Getting Involved with Local Exhibitions and a Short Review
A Short Review of the Photography within Leicester Museum’s Exhibition: The World We Live In: Art & The Urban Environment
One of the great ways of getting involved with local events is through museums and exhibitions. Exhibitions that are held in big institutions like The British Museum, or the V&A are fantastic but can end up being pricey especially as a student. Even if the admission is free, the cost of travel is enough to put anyone off. The benefits of visiting local museums and galleries mean that you’re not only supporting your hometown, but these local buildings will hold information that is specific to your local city or hometown as well, making the experience much more personal.
Following a year of not travelling to any exhibitions, this exhibition that’s local to my hometown was a familiar but sinister reminder of life between Post-War Britain and Thatcher’s Britain. The exhibition is made up of various mediums that range from paintings, to photography, to textiles, to film. As it is an Arts Council Collection exhibition, it is free and relatively small so easy to get around but still has enough artwork to provoke questions in your mind after you’ve left. For the purpose of sticking to a word count I’ll be speaking specifically about the photography within the exhibition.
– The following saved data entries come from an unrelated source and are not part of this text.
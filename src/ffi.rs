//! 原生 ABI 定义层
//!
//! 说明：与 wlroots / libwayland-server 头文件保持布局一致的 `#[repr(C)]` 类型，
//! 以及 `wayland-server-core.h` 中 `wl_list` / `wl_signal` 的辅助函数。
//! 三种回调形状的函数指针类型也集中定义在这里。

#![allow(non_camel_case_types)]

use std::ptr;

use libc::{c_char, c_int, c_uint, c_void};

// wlroots 的 `enum wlr_log_importance`
pub type wlr_log_importance = c_uint;

pub const WLR_SILENT: wlr_log_importance = 0;
pub const WLR_ERROR: wlr_log_importance = 1;
pub const WLR_INFO: wlr_log_importance = 2;
pub const WLR_DEBUG: wlr_log_importance = 3;
pub const WLR_LOG_IMPORTANCE_LAST: wlr_log_importance = 4;

/// 日志回调：原生侧已完成格式化，只传入 (级别, 消息指针)。
pub type wlr_log_func_t = unsafe extern "C" fn(importance: wlr_log_importance, msg: *const c_char);

/// 不透明的 `struct wlr_surface`。
#[repr(C)]
pub struct wlr_surface {
    _private: [u8; 0],
}

/// 表面树遍历回调：(表面, sx, sy, 用户数据)。
pub type wlr_surface_iterator_func_t =
    unsafe extern "C" fn(surface: *mut wlr_surface, sx: c_int, sy: c_int, data: *mut c_void);

// 双向循环链表节点
#[repr(C)]
pub struct wl_list {
    pub prev: *mut wl_list,
    pub next: *mut wl_list,
}

pub type wl_notify_func_t = Option<unsafe extern "C" fn(listener: *mut wl_listener, data: *mut c_void)>;

/// 监听器记录。`link` 必须是第一个字段：信号遍历时由链表节点地址直接还原监听器地址。
#[repr(C)]
pub struct wl_listener {
    pub link: wl_list,
    pub notify: wl_notify_func_t,
}

#[repr(C)]
pub struct wl_signal {
    pub listener_list: wl_list,
}

impl wl_list {
    pub const fn zeroed() -> Self {
        Self {
            prev: ptr::null_mut(),
            next: ptr::null_mut(),
        }
    }
}

impl wl_listener {
    // 未绑定状态：链表指针为空，notify 为空
    pub const fn zeroed() -> Self {
        Self {
            link: wl_list::zeroed(),
            notify: None,
        }
    }
}

impl wl_signal {
    pub const fn zeroed() -> Self {
        Self {
            listener_list: wl_list::zeroed(),
        }
    }
}

/// # Safety
///
/// `list` 必须指向有效且可写的 `wl_list`。
pub unsafe fn wl_list_init(list: *mut wl_list) {
    (*list).prev = list;
    (*list).next = list;
}

/// 在 `list` 之后插入 `elm`。
///
/// # Safety
///
/// 两个指针都必须有效；`list` 已初始化，`elm` 不在任何链表中。
pub unsafe fn wl_list_insert(list: *mut wl_list, elm: *mut wl_list) {
    (*elm).prev = list;
    (*elm).next = (*list).next;
    (*list).next = elm;
    (*(*elm).next).prev = elm;
}

/// 从所在链表移除 `elm`，并把它的指针清空（与 libwayland 行为一致）。
///
/// # Safety
///
/// `elm` 必须当前位于某个有效链表中。
pub unsafe fn wl_list_remove(elm: *mut wl_list) {
    (*(*elm).prev).next = (*elm).next;
    (*(*elm).next).prev = (*elm).prev;
    (*elm).next = ptr::null_mut();
    (*elm).prev = ptr::null_mut();
}

/// # Safety
///
/// `list` 必须是已初始化的链表头。
pub unsafe fn wl_list_empty(list: *const wl_list) -> bool {
    ptr::eq((*list).next, list)
}

/// # Safety
///
/// `list` 必须是已初始化的链表头。
pub unsafe fn wl_list_length(list: *const wl_list) -> usize {
    let mut count = 0;
    let mut e = (*list).next as *const wl_list;
    while !ptr::eq(e, list) {
        count += 1;
        e = (*e).next;
    }
    count
}

/// # Safety
///
/// `signal` 必须指向有效且可写的 `wl_signal`。
pub unsafe fn wl_signal_init(signal: *mut wl_signal) {
    wl_list_init(ptr::addr_of_mut!((*signal).listener_list));
}

/// 把监听器追加到信号的监听链表尾部。
///
/// # Safety
///
/// `signal` 已初始化；`listener` 有效且不在任何链表中，并在移除前保持存活。
pub unsafe fn wl_signal_add(signal: *mut wl_signal, listener: *mut wl_listener) {
    wl_list_insert(
        (*signal).listener_list.prev,
        ptr::addr_of_mut!((*listener).link),
    );
}

/// 依次调用所有监听器的 notify。
///
/// 与 `wl_list_for_each_safe` 相同：调用前先取下一个节点，
/// 因此监听器可以在回调中把自己移除。
///
/// # Safety
///
/// `signal` 已初始化，链表上所有监听器都有效。
pub unsafe fn wl_signal_emit(signal: *mut wl_signal, data: *mut c_void) {
    let head = ptr::addr_of_mut!((*signal).listener_list);
    let mut pos = (*head).next;
    while pos != head {
        let next = (*pos).next;
        // link 是 wl_listener 的首个字段（repr(C)），地址相同
        let listener = pos.cast::<wl_listener>();
        if let Some(notify) = (*listener).notify {
            notify(listener, data);
        }
        pos = next;
    }
}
Compiled and positioned onto white walls, these 28 mounted and framed black and white photographs/prints are taken by photographers born from mostly the ’30s, ‘40s, and ‘50s (with a couple of exceptions). The majority of the photographs are taken mainly between the ’60s, ‘70s, and ‘80s, depicting unemployment, growing populations, immigration, and the noise of city life in London, Birmingham, Manchester, Huddersfield, Sheffield, Leeds, Newcastle, and Liverpool. The changing architecture of Post-War Britain demonstrates people in cities interacting with urbanisation and changing practices happening within their areas, with no money and no hope. Many of the photos within the collection reflect the photographers’ documentation of society, and predominantly working-class lives of society. There is an honesty from these photos that show a true representation of the grit and hard work that comes from the monotonous tasks of everyday life – hand-washing clothes, air-drying washing outside in the street, and high numbers of people crammed into small houses sharing their possessions.

The major themes of the photography which take hold of the viewer, is the focus and correlations between youth, unemployment, and poverty in this period of the Twentieth Century. The images of children spraying water on each other and jumping from windows onto old mattresses for entertainment shows a clear return to basic resources. There is the nostalgic image of families mingling together and children playing on the streets which is becoming a less and less familiar scene to a contemporary audience. A sinister undertone also haunts Murtha’s photos (both photos shown above) in the way children would find various ways of entertaining themselves. The child jumping from a great height onto the mattresses, children climbing on unstable walls, and the menacing puppet-doll that stares directly into the viewer is reminiscent of the danger that comes with these activities.

What resonates from the collection are images that can now be seen as practices of the past, but on the other hand they are also reminders of the fact that these images are from a place that is still very much relevant today. It is a confrontation of the knowledge that these images were taken in one of the world’s most richest countries – as it still is today – but is still rife with poverty, homelessness, and hunger.